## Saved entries
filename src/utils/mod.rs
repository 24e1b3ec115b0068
pub mod signal;
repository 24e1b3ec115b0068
use std::{
    fs::File,
    io::Read,
    path::{Path, PathBuf},
};

use tracing::debug;

use super::error::{ConfigError, ConfigResult};

/// Overrides every other lookup location when set.
pub static CONFIG_ENV: &str = "COURSEHUB_CONFIG";

pub fn find_config_file(use_local: bool) -> PathBuf {
    if let Some(explicit) = std::env::var_os(CONFIG_ENV) {
        return PathBuf::from(explicit);
    }

    if use_local {
        return PathBuf::from("./config.toml");
    }

    user_config_file().unwrap_or_else(|| PathBuf::from("./config.toml"))
}

fn user_config_file() -> Option<PathBuf> {
    #[cfg(unix)]
    let base = std::env::var_os("XDG_CONFIG_HOME")
        .map(PathBuf::from)
        .or_else(|| std::env::var_os("HOME").map(|home| PathBuf::from(home).join(".config")));
    #[cfg(windows)]
    let base = std::env::var_os("APPDATA").map(PathBuf::from);
    #[cfg(not(any(unix, windows)))]
    let base: Option<PathBuf> = None;

    let path = base?.join(crate::APPLICATION_NAME).join("config.toml");
    path.exists().then_some(path)
}

pub fn read_config(use_local: bool) -> ConfigResult<Vec<u8>> {
    let filename = find_config_file(use_local);
    tracing::trace!("looking for config at: {}", filename.display());
    read_config_from(&filename)
}

pub fn read_config_from(filename: &Path) -> ConfigResult<Vec<u8>> {
    if !filename.exists() {
        return Err(ConfigError::ConfigNotFound);
    }

    let filename = filename.canonicalize()?;
    debug!("using {} as configuration file", filename.display());

    let mut fd = File::open(filename)?;
    let mut buf = Vec::new();
    fd.read_to_end(&mut buf)?;

    Ok(buf)
}

#[cfg(test)]
mod test {
    use std::fs;
    use std::path::PathBuf;

    use super::*;

    #[test]
    fn test_find_config_file_local() {
        if std::env::var_os(CONFIG_ENV).is_none() {
            let path = find_config_file(true);
            assert_eq!(path, PathBuf::from("./config.toml"));
        }
    }

    #[test]
    fn test_read_config_from_file() {
        let temp_dir = tempfile::tempdir().unwrap();
        let file_path = temp_dir.path().join("config.toml");
        fs::write(&file_path, b"foo = 'bar'").unwrap();

        let result = read_config_from(&file_path);
        assert_eq!(result.unwrap(), b"foo = 'bar'");
    }

    #[test]
    fn test_read_config_missing_file() {
        let temp_dir = tempfile::tempdir().unwrap();
        let result = read_config_from(&temp_dir.path().join("absent.toml"));
        assert!(matches!(result, Err(ConfigError::ConfigNotFound)));
    }
}
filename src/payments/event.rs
use std::collections::HashMap;

use serde::{Deserialize, Serialize};
use uuid::Uuid;

use crate::payments::{PaymentError, PaymentResult, signature};

pub static CHECKOUT_SESSION_COMPLETED: &str = "checkout.session.completed";

#[derive(Debug, Clone, Copy, PartialEq, Eq, Serialize, Deserialize, utoipa::ToSchema)]
#[serde(rename_all = "lowercase")]
pub enum PurchaseKind {
    Course,
    Product,
}

impl std::fmt::Display for PurchaseKind {
    fn fmt(&self, f: &mut std::fmt::Formatter<'_>) -> std::fmt::Result {
        match self {
            Self::Course => write!(f, "course"),
            Self::Product => write!(f, "product"),
        }
    }
}

impl std::str::FromStr for PurchaseKind {
    type Err = ();

    fn from_str(s: &str) -> Result<Self, Self::Err> {
        match s {
            "course" => Ok(Self::Course),
            "product" => Ok(Self::Product),
            _ => Err(()),
        }
    }
}

#[derive(Debug, Clone, Deserialize)]
pub struct WebhookEvent {
    pub id: String,
    #[serde(rename = "type")]
    pub event_type: String,
    pub data: EventData,
}

#[derive(Debug, Clone, Deserialize)]
pub struct EventData {
    pub object: serde_json::Value,
}

#[derive(Debug, Clone, Deserialize)]
pub struct CustomerDetails {
    pub email: Option<String>,
}

/// The parts of a checkout session object fulfillment cares about.
#[derive(Debug, Clone, Deserialize)]
pub struct CheckoutSessionObject {
    pub id: String,
    pub customer_email: Option<String>,
    pub customer_details: Option<CustomerDetails>,
    pub amount_total: Option<i64>,
    pub payment_status: Option<String>,
    #[serde(default)]
    pub metadata: HashMap<String, String>,
}

/// What a completed checkout session bought and for whom.
#[derive(Debug, Clone, PartialEq, Eq)]
pub struct PurchaseTarget {
    pub kind: PurchaseKind,
    pub item_id: Uuid,
    pub user_id: Option<Uuid>,
}

impl WebhookEvent {
    pub fn is_checkout_completed(&self) -> bool {
        self.event_type == CHECKOUT_SESSION_COMPLETED
    }

    pub fn checkout_session(&self) -> PaymentResult<CheckoutSessionObject> {
        Ok(serde_json::from_value(self.data.object.clone())?)
    }
}

impl CheckoutSessionObject {
    /// Email the buyer typed at checkout, falling back to the prefilled one.
    pub fn email(&self) -> Option<&str> {
        self.customer_details
            .as_ref()
            .and_then(|details| details.email.as_deref())
            .or(self.customer_email.as_deref())
            .filter(|email| !email.trim().is_empty())
    }

    /// Sessions paid with delayed methods complete before the money arrives.
    pub fn is_unpaid(&self) -> bool {
        self.payment_status.as_deref() == Some("unpaid")
    }

    pub fn target(&self) -> PaymentResult<PurchaseTarget> {
        let invalid = |reason: &str| PaymentError::InvalidMetadata {
            session_id: self.id.clone(),
            reason: reason.to_string(),
        };

        let kind = self
            .metadata
            .get("kind")
            .ok_or_else(|| invalid("missing `kind`"))?
            .parse::<PurchaseKind>()
            .map_err(|_| invalid("unknown `kind`"))?;

        let item_id = self
            .metadata
            .get("item_id")
            .ok_or_else(|| invalid("missing `item_id`"))?
            .parse::<Uuid>()
            .map_err(|_| invalid("`item_id` is not a uuid"))?;

        let user_id = match self.metadata.get("user_id").map(|s| s.trim()) {
            None | Some("") => None,
            Some(raw) => Some(
                raw.parse::<Uuid>()
                    .map_err(|_| invalid("`user_id` is not a uuid"))?,
            ),
        };

        Ok(PurchaseTarget {
            kind,
            item_id,
            user_id,
        })
    }
}

/// Verifies the signature header and parses the event.
pub fn construct_event(
    payload: &[u8],
    signature_header: &str,
    secret: &str,
    tolerance_secs: i64,
) -> PaymentResult<WebhookEvent> {
    let now = chrono::Utc::now().timestamp();
    signature::verify_signature(secret, payload, signature_header, tolerance_secs, now)?;
    Ok(serde_json::from_slice(payload)?)
}

#[cfg(test)]
mod test {
    use serde_json::json;

    use super::*;

    fn session(metadata: serde_json::Value) -> CheckoutSessionObject {
        serde_json::from_value(json!({
            "id": "cs_test_1",
            "customer_email": "prefill@example.com",
            "customer_details": { "email": "typed@example.com" },
            "amount_total": 4900,
            "payment_status": "paid",
            "metadata": metadata,
        }))
        .unwrap()
    }

    #[test]
    fn target_test() {
        let item = Uuid::new_v4();
        let user = Uuid::new_v4();
        let target = session(json!({
            "kind": "course",
            "item_id": item.to_string(),
            "user_id": user.to_string(),
        }))
        .target()
        .unwrap();

        assert_eq!(
            target,
            PurchaseTarget {
                kind: PurchaseKind::Course,
                item_id: item,
                user_id: Some(user),
            }
        );
    }

    #[test]
    fn guest_target_test() {
        let target = session(json!({ "kind": "product", "item_id": Uuid::new_v4().to_string(), "user_id": "" }))
            .target()
            .unwrap();
        assert_eq!(target.kind, PurchaseKind::Product);
        assert_eq!(target.user_id, None);
    }

    #[test]
    fn invalid_metadata_test() {
        for metadata in [
            json!({}),
            json!({ "kind": "bundle", "item_id": Uuid::new_v4().to_string() }),
            json!({ "kind": "course", "item_id": "42" }),
            json!({ "kind": "course", "item_id": Uuid::new_v4().to_string(), "user_id": "me" }),
        ] {
            assert!(matches!(
                session(metadata).target(),
                Err(PaymentError::InvalidMetadata { .. })
            ));
        }
    }

    #[test]
    fn email_prefers_customer_details_test() {
        let mut s = session(json!({}));
        assert_eq!(s.email(), Some("typed@example.com"));

        s.customer_details = None;
        assert_eq!(s.email(), Some("prefill@example.com"));

        s.customer_email = Some(String::from("  "));
        assert_eq!(s.email(), None);
    }

    #[test]
    fn construct_event_test() {
        let payload = json!({
            "id": "evt_1",
            "type": "checkout.session.completed",
            "data": { "object": { "id": "cs_test_1" } },
        })
        .to_string();
        let now = chrono::Utc::now().timestamp();
        let header = signature::signature_header("whsec", now, payload.as_bytes());

        let event = construct_event(payload.as_bytes(), &header, "whsec", 300).unwrap();
        assert!(event.is_checkout_completed());
        assert_eq!(event.checkout_session().unwrap().id, "cs_test_1");

        assert!(construct_event(payload.as_bytes(), &header, "other", 300).is_err());
    }
}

## ACTION ITEM
A line qualifies when it holds the word "InvalidMetadata"; report all qualifying lines from the records above.

## RESULT FOR THIS EXERCISE
        let invalid = |reason: &str| PaymentError::InvalidMetadata {
                Err(PaymentError::InvalidMetadata { .. })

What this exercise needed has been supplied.